Barratt cuts dividend, Scotia sees weaker demand
Housebuilder Barratt Developments posted a rise in interim profits but said net reservations in January had fallen 45% as buyers held back amid rising interest rates.
Pre-tax profit for the half year to the end of December came in 15.9% higher at £501.5m on revenue up 24% to £2.8bn.
However, forward sales at the end of January fell to 10,854 homes from 15,736 in 2022 and it announced a cut to its dividend to 10.2p (HY22: 11.2p).
In a statement, the company said: “The current trading outlook remains uncertain with only four weeks’ trading since the start of 2023.
“Reservations have shown a modest uplift since the start of January, helped by the tempering in both future interest rate and energy cost expectations, as well as the introduction of more competitive mortgage rates.
“The sustainability of this recovery however remains uncertain, notably with respect to the challenges still faced by first time buyers.
“We expect to deliver total home completions of between 16,500 to 17,000 in FY23 (including c. 750 JV completions).”
AJ Bell investment director Russ Mould said: “A slight improvement in the housing market in January has reassured shareholders in Barratt Developments but the company’s decision to cut its dividend suggests it is reacting to new realities.
“The decision to scale back the dividend is also a bit of an ominous marker for the rest of the housebuilding space.”
Charlie Huggins, Head of Equities at Wealth Club gave the company the benefit of the doubt.
“Faced with higher mortgage costs and soaring bills, it’s no surprise that new home buyers are exercising greater caution,” he said.
“Barratt has responded by battening down the hatches, significantly reducing land approvals and placing restrictions on hiring and new site openings. This is sensible in the circumstances.
“However, the picture is not looking as grim as it was back in the Autumn, following the disastrous mini budget. Despite rising interest rates, mortgage rates have fallen in recent months due to intense competition between lenders.
“And there is a growing sense that interest rates are close to peaking. If that turns out to be the case, confidence in the housing market could quickly return.”
Scotia enjoys strong 2022, but cautions on current trading
Ellon headquartered housebuilder Scotia Homes said it had benefited from strong volumes while rising house prices outstripped the increasing cost of materials.
This had enabled the company to grow gross margins by 24% in the year to the end of June 2022.
The company reported a 16% increase in operating profit to £4.4m on a 21% rise in turnover to £40m. Completions increased to 165 units (2021: 142 units).

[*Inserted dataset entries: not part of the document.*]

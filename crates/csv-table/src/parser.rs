//! Parser for the quote-free CSV dialect
//!
//! The first line of a file is the header; every further line is one data
//! row. Fields are delimited by a single separator character with no
//! quoting, so a quote character has no special meaning. Lines end with
//! `\n` only: a carriage return before the `\n` is kept as trailing
//! content of the line's last field.

use crate::error::{Error, Result};
use crate::table::Table;

/// Parse CSV content from a string into a [`Table`] (useful for testing).
///
/// The returned table carries `separator` as its configured separator, so
/// a subsequent `save` writes the same dialect back out.
pub fn parse_str(content: &str, separator: char) -> Result<Table> {
    let (header, rows) = parse(content, separator)?;
    Ok(Table {
        separator,
        header,
        rows,
    })
}

/// Parse content into a header and data rows.
///
/// Every data line must split into exactly as many fields as the header
/// line; a line with more or fewer separator-delimited tokens fails the
/// whole parse with [`Error::SizeMismatch`] naming the data-row index.
pub(crate) fn parse(content: &str, separator: char) -> Result<(Vec<String>, Vec<Vec<String>>)> {
    let mut lines = lines(content);

    let header = match lines.next() {
        Some(line) => split_header(line, separator),
        None => Vec::new(),
    };

    // newline count is an upper bound on the number of data rows
    let mut rows: Vec<Vec<String>> = Vec::with_capacity(content.matches('\n').count());
    for (idx, line) in lines.enumerate() {
        let row = split_row(line, separator);
        if row.len() != header.len() {
            return Err(Error::SizeMismatch {
                row: idx,
                expected: header.len(),
                found: row.len(),
            });
        }
        rows.push(row);
    }

    Ok((header, rows))
}

/// Iterate the `\n`-delimited lines of `content`.
///
/// Unlike [`str::lines`] this keeps carriage returns, and a trailing `\n`
/// on the final line does not yield an extra empty line.
fn lines(content: &str) -> std::str::Split<'_, char> {
    content.strip_suffix('\n').unwrap_or(content).split('\n')
}

/// Split the header line; an empty line means zero columns.
fn split_header(line: &str, separator: char) -> Vec<String> {
    if line.is_empty() {
        return Vec::new();
    }
    split_row(line, separator)
}

fn split_row(line: &str, separator: char) -> Vec<String> {
    line.split(separator).map(str::to_string).collect()
}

Joint managing director Graham Reid, said: “Our 2022 results are really impressive considering the challenges that we faced with labour and material availability shortages and high levels of cost inflation during the period.”
However, chairman Gary Gerrard offered a note of caution, saying: “the operating environment across the housebuilding sector has undoubtedly become more challenging since the year end.”
He added: “A combination of high cost inflation and weaker demand due to the cost of living squeeze and increasing mortgage rates has depressed enquiry rates.
“The board continues to monitor the situation closely and is using incentives such as part-exchange, assisted sale and mortgage subsidy to support sales levels.
“We remain encouraged by the continued recovery in the residential property market in Aberdeen City and Shire and we continue to see strong demand for our prime sites in areas such as Aviemore and Kincraig in the Cairngorm National Park.”